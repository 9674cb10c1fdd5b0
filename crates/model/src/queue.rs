use std::{fmt, str::FromStr};

use chrono::{DateTime, Local};
use schemars::JsonSchema;
use serde::{Deserialize, Serialize};
use utility::id::{HasId, Id};

use crate::{station::Station, user::User, ExampleData, WithId};

#[derive(Debug, Clone, Copy, PartialEq, Eq, Hash, Serialize, Deserialize, JsonSchema)]
#[serde(rename_all = "snake_case")]
pub enum ServiceType {
    Combi,
    Taxi,
    Bus,
}

impl ServiceType {
    pub fn as_str(&self) -> &'static str {
        match self {
            Self::Combi => "combi",
            Self::Taxi => "taxi",
            Self::Bus => "bus",
        }
    }
}

impl FromStr for ServiceType {
    type Err = String;

    fn from_str(s: &str) -> Result<Self, Self::Err> {
        match s {
            "combi" => Ok(Self::Combi),
            "taxi" => Ok(Self::Taxi),
            "bus" => Ok(Self::Bus),
            other => Err(format!("unknown service type `{}`", other)),
        }
    }
}

/// Lifecycle state of a queue entry.
///
/// `Loaded` and `KnockedOff` are terminal. Only `Waiting` entries hold a
/// position.
#[derive(Debug, Clone, Copy, PartialEq, Eq, Hash, Serialize, Deserialize, JsonSchema)]
#[serde(rename_all = "snake_case")]
pub enum QueueStatus {
    Waiting,
    Loading,
    Loaded,
    KnockedOff,
    Special,
}

impl QueueStatus {
    pub const ALL: [QueueStatus; 5] = [
        Self::Waiting,
        Self::Loading,
        Self::Loaded,
        Self::KnockedOff,
        Self::Special,
    ];

    pub fn as_str(&self) -> &'static str {
        match self {
            Self::Waiting => "waiting",
            Self::Loading => "loading",
            Self::Loaded => "loaded",
            Self::KnockedOff => "knocked_off",
            Self::Special => "special",
        }
    }

    pub fn is_terminal(&self) -> bool {
        matches!(self, Self::Loaded | Self::KnockedOff)
    }

    /// Entries that still occupy the station.
    pub fn is_active(&self) -> bool {
        !self.is_terminal()
    }
}

impl fmt::Display for QueueStatus {
    fn fmt(&self, f: &mut fmt::Formatter<'_>) -> fmt::Result {
        f.write_str(self.as_str())
    }
}

impl FromStr for QueueStatus {
    type Err = String;

    fn from_str(s: &str) -> Result<Self, Self::Err> {
        Self::ALL
            .into_iter()
            .find(|status| status.as_str() == s)
            .ok_or_else(|| format!("unknown queue status `{}`", s))
    }
}

#[serde_with::skip_serializing_none]
#[derive(Debug, Clone, Serialize, Deserialize, JsonSchema)]
#[serde(rename_all = "camelCase")]
pub struct QueueEntry {
    pub station_id: Id<Station>,
    /// The driver who joined. `None` for vehicles a coordinator queued on
    /// behalf of a walk-up operator.
    pub owner: Option<Id<User>>,
    pub operator_name: String,
    pub vehicle_number: String,
    pub route: String,
    pub destination: String,
    pub capacity: u32,
    pub service_type: ServiceType,
    pub status: QueueStatus,
    pub position: Option<u32>,
    pub arrival_time: DateTime<Local>,
    pub loading_start_time: Option<DateTime<Local>>,
    pub loading_end_time: Option<DateTime<Local>>,
    pub departure_time: Option<DateTime<Local>>,
    pub knock_off_time: Option<DateTime<Local>>,
    pub knock_off_reason: Option<String>,
    pub special_request: bool,
    pub special_request_time: Option<DateTime<Local>>,
    pub contact_number: Option<String>,
    pub archived: bool,
}

impl HasId for QueueEntry {
    type IdType = String;
}

impl QueueEntry {
    /// The moment the entry reached its terminal state.
    pub fn terminal_time(&self) -> Option<DateTime<Local>> {
        match self.status {
            QueueStatus::Loaded => self.departure_time.or(self.loading_end_time),
            QueueStatus::KnockedOff => self.knock_off_time,
            _ => None,
        }
    }

    pub fn is_owned_by(&self, user: &Id<User>) -> bool {
        self.owner.as_ref() == Some(user)
    }

    pub fn is_same_vehicle(&self, vehicle_number: &str) -> bool {
        normalize_vehicle_number(&self.vehicle_number)
            == normalize_vehicle_number(vehicle_number)
    }
}

/// Registration plates are compared without whitespace and case.
pub fn normalize_vehicle_number(vehicle_number: &str) -> String {
    vehicle_number
        .chars()
        .filter(|c| !c.is_whitespace())
        .flat_map(char::to_uppercase)
        .collect()
}

impl ExampleData for QueueEntry {
    fn example_data() -> Self {
        Self {
            station_id: Id::new("0b1f7a4c-3c2e-4d8a-8f5e-6c1d2e3f4a5b".to_owned()),
            owner: Some(Id::new("driver-42".to_owned())),
            operator_name: "Kgosi Transport".to_owned(),
            vehicle_number: "B123ABC".to_owned(),
            route: "Gaborone - Mogoditshane".to_owned(),
            destination: "Mogoditshane".to_owned(),
            capacity: 15,
            service_type: ServiceType::Combi,
            status: QueueStatus::Waiting,
            position: Some(1),
            arrival_time: Local::now(),
            loading_start_time: None,
            loading_end_time: None,
            departure_time: None,
            knock_off_time: None,
            knock_off_reason: None,
            special_request: false,
            special_request_time: None,
            contact_number: Some("+267 71 234 567".to_owned()),
            archived: false,
        }
    }
}

/// Vehicle data as submitted when joining or adding to a queue.
#[derive(Debug, Clone, Serialize, Deserialize, JsonSchema)]
#[serde(rename_all = "camelCase")]
pub struct NewQueueEntry {
    #[serde(default)]
    pub operator_name: String,
    pub vehicle_number: String,
    #[serde(default)]
    pub route: String,
    #[serde(default)]
    pub destination: String,
    pub capacity: u32,
    pub service_type: ServiceType,
    pub contact_number: Option<String>,
    /// Defaults to the time of the request.
    #[serde(
        default,
        deserialize_with = "utility::serde::date_time::deserialize_local_option"
    )]
    pub arrival_time: Option<DateTime<Local>>,
    /// New entries always start out `waiting`. Anything else is rejected.
    pub status: Option<QueueStatus>,
    #[serde(default, alias = "specialService")]
    pub special_request: bool,
}

#[derive(Debug, Clone, Copy, PartialEq, Eq, Serialize, Deserialize, JsonSchema)]
#[serde(rename_all = "lowercase")]
pub enum MoveDirection {
    Up,
    Down,
}

/// The queue of one station, partitioned for display.
#[derive(Debug, Clone, Serialize, JsonSchema)]
#[serde(rename_all = "camelCase")]
pub struct QueueSnapshot {
    pub station: WithId<Station>,
    /// Ordered by position.
    pub waiting: Vec<WithId<QueueEntry>>,
    pub special: Vec<WithId<QueueEntry>>,
    pub loading: Vec<WithId<QueueEntry>>,
    /// Today's loaded and knocked off entries, most recent first.
    pub completed: Vec<WithId<QueueEntry>>,
    pub generated_at: DateTime<Local>,
}

impl QueueSnapshot {
    /// All entries in display order.
    pub fn into_entries(self) -> Vec<WithId<QueueEntry>> {
        let mut entries = self.waiting;
        entries.extend(self.special);
        entries.extend(self.loading);
        entries.extend(self.completed);
        entries
    }
}

/// A driver's view of one of their active entries.
#[serde_with::skip_serializing_none]
#[derive(Debug, Clone, Serialize, JsonSchema)]
#[serde(rename_all = "camelCase")]
pub struct DriverQueueStatus {
    pub station_name: String,
    /// Whether the station is within its operating hours right now.
    pub station_open: bool,
    pub entry: WithId<QueueEntry>,
    /// Number of waiting vehicles in front. `None` when not waiting.
    pub vehicles_ahead: Option<u32>,
    pub queue_length: u32,
}

#[cfg(test)]
mod tests {
    use super::*;

    #[test]
    fn status_round_trips_through_text() {
        for status in QueueStatus::ALL {
            assert_eq!(status.as_str().parse::<QueueStatus>(), Ok(status));
        }
        assert!("parked".parse::<QueueStatus>().is_err());
    }

    #[test]
    fn status_serializes_snake_case() {
        assert_eq!(
            serde_json::to_string(&QueueStatus::KnockedOff).unwrap(),
            "\"knocked_off\""
        );
    }

    #[test]
    fn terminal_and_active_are_complementary() {
        for status in QueueStatus::ALL {
            assert_ne!(status.is_terminal(), status.is_active());
        }
        assert!(QueueStatus::Special.is_active());
    }

    #[test]
    fn vehicle_numbers_compare_normalized() {
        assert_eq!(normalize_vehicle_number(" b123 abc "), "B123ABC");
        let entry = QueueEntry::example_data();
        assert!(entry.is_same_vehicle("b 123 abc"));
        assert!(!entry.is_same_vehicle("B124ABC"));
    }

    #[test]
    fn entry_json_uses_camel_case_and_skips_empty_fields() {
        let json = serde_json::to_value(QueueEntry::example_data()).unwrap();
        assert_eq!(json["vehicleNumber"], "B123ABC");
        assert_eq!(json["serviceType"], "combi");
        assert!(json.get("knockOffReason").is_none());
    }

    #[test]
    fn new_entry_accepts_minimal_join_body() {
        let entry: NewQueueEntry = serde_json::from_str(
            r#"{"vehicleNumber":"B123ABC","capacity":15,"serviceType":"taxi"}"#,
        )
        .unwrap();
        assert_eq!(entry.service_type, ServiceType::Taxi);
        assert!(!entry.special_request);
        assert!(entry.arrival_time.is_none());
    }

    #[test]
    fn join_body_accepts_special_service_flag() {
        let entry: NewQueueEntry = serde_json::from_str(
            r#"{"vehicleNumber":"B1","capacity":4,"serviceType":"bus","specialService":true}"#,
        )
        .unwrap();
        assert!(entry.special_request);
        assert!(entry.arrival_time.is_none());
    }

    #[test]
    fn arrival_time_accepts_browser_timestamps() {
        let entry: NewQueueEntry = serde_json::from_str(
            r#"{"vehicleNumber":"B1","capacity":4,"serviceType":"bus","arrivalTime":"2024-05-01T06:30:00.000Z"}"#,
        )
        .unwrap();
        assert!(entry.arrival_time.is_some());

        let blank: NewQueueEntry = serde_json::from_str(
            r#"{"vehicleNumber":"B1","capacity":4,"serviceType":"bus","arrivalTime":""}"#,
        )
        .unwrap();
        assert!(blank.arrival_time.is_none());
    }
}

****************************************

* What is needed:
Copy the lines that hold the word "when". Take them from the records above.

* Written answer:
/// Vehicle data as submitted when joining or adding to a queue.
    /// Number of waiting vehicles in front. `None` when not waiting.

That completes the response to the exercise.